Generate Hill sorted empirical formula.

Hill sorted first lists C and H and then all other symbols in alphabetical order

Parameters:
molecule:
`oechem.OEMol` or `rdkit.Chem.Mol`
Returns:
str

hill sorted empirical formula

cmiles.utils.mol_to_map_ordered_qcschema(molecule, molecule_ids, multiplicity=1, **kwargs)[source]

Genereate JSON serialize following QCSchema specs

Geometry, symbols and connectivity table ordered according to map indices in mapped SMILES

Parameters:
molecule:

oechem.OEMol or rdkit.Chem.Mol molecuel must have a conformer.

molecule_ids: dict

cmiles generated molecular ids.

multiplicity: int, optional, defualt 1

multiplicity of molecule

Returns:
dict

JSON serialized molecule following QCSchema specs

cmiles.utils.mol_to_smiles(molecule, **kwargs)[source]

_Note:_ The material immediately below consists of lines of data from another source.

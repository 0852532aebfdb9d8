//! Manifest types and parsing for archgen.toml files.

mod language;
mod parse;
mod validate;

use std::collections::BTreeMap;

use archgen_ir::ScalarType;
use indexmap::IndexMap;
pub use language::Language;
use serde::{Deserialize, Serialize};
pub use validate::ParseContext;

/// Base package used when none is configured.
pub const DEFAULT_PACKAGE: &str = "org.ehrbase.generated";
/// Type names longer than this are abbreviated by default.
pub const DEFAULT_MAX_WIDTH: usize = 80;

/// Root manifest for archgen.toml
#[derive(Debug, Clone, Default, Deserialize, Serialize)]
#[serde(deny_unknown_fields)]
pub struct Manifest {
    /// Generator settings
    #[serde(default)]
    pub generator: GeneratorSection,

    /// Extra or overriding rmType -> scalar mappings
    #[serde(default)]
    pub types: BTreeMap<String, String>,

    /// Leaf expansions, keyed by rmType. Attribute order is kept.
    #[serde(default)]
    pub expand: BTreeMap<String, IndexMap<String, String>>,
}

/// `[generator]` section.
#[derive(Debug, Clone, PartialEq, Eq, Deserialize, Serialize)]
#[serde(deny_unknown_fields)]
pub struct GeneratorSection {
    #[serde(default = "default_package")]
    pub package: String,
    #[serde(default)]
    pub naming: Language,
    #[serde(default = "default_max_width")]
    pub class_name_max_width: usize,
    #[serde(default = "default_true")]
    pub identity_field: bool,
}

impl Default for GeneratorSection {
    fn default() -> Self {
        Self {
            package: default_package(),
            naming: Language::default(),
            class_name_max_width: DEFAULT_MAX_WIDTH,
            identity_field: true,
        }
    }
}

fn default_package() -> String {
    DEFAULT_PACKAGE.to_string()
}

fn default_max_width() -> usize {
    DEFAULT_MAX_WIDTH
}

fn default_true() -> bool {
    true
}

impl Manifest {
    /// Resolved `[types]` entries.
    pub fn type_overrides(&self) -> impl Iterator<Item = (&str, ScalarType)> {
        self.types
            .iter()
            .map(|(rm_type, scalar)| (rm_type.as_str(), ScalarType::from_name(scalar)))
    }

    /// Resolved `[expand.*]` entries, attributes in declaration order.
    pub fn expansions(&self) -> impl Iterator<Item = (&str, Vec<(&str, ScalarType)>)> {
        self.expand.iter().map(|(rm_type, attributes)| {
            let fields = attributes
                .iter()
                .map(|(attribute, scalar)| (attribute.as_str(), ScalarType::from_name(scalar)))
                .collect();
            (rm_type.as_str(), fields)
        })
    }
}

Generate canonical smiles from molecule

Parameters:
molecule:

oechem.OEMol or rdkit.Chem.Mol

**isomeric: bool, optional, default True

If False, SMILES will not include stereo information

**explicit_hydrogen: bool, optional, default True

If True, SMILES will have explicit hydrogen.

**mapped: bool, optional, default True

If True, SMILES will have map indices

Example: O=O will be [O:1]=[O:2]

Returns:
str

SMILES

cmiles.utils.permute_qcschema(json_mol, molecule_ids, **kwargs)[source]
permute geometry and symbols to correspond to map indices on mapped SMILES
Parameters:
json_mol: dict

JSON serialized molecule.

Required fields: symbols, geometry, connectivity and multiplicity

molecule_ids: dict

cmiles generated molecular ids

Returns:
dict

JSON serialized molecule. symbols, geometry, and connectivity ordered according to map indices on mapped SMILES.

Also includes identifiers field with cmiles generated identifiers.

cmiles.utils.remove_atom_map(molecule, keep_map_data=True)[source]

Remove atom map from molecule

Parameters:
molecule

oechem.OEMol or rdkit.Chem.Mol

keep_map_data: bool, optional, default True

If True, will save map indices in atom data

cmiles.utils.restore_atom_map(molecule)[source]

Restore atom map from atom data in place

Parameters:
molecule

oechem.OEMol or rdkit.Chem.Mol

Module contents

Generate canonical identifiers for chemical databases, specifically quantum chemical data.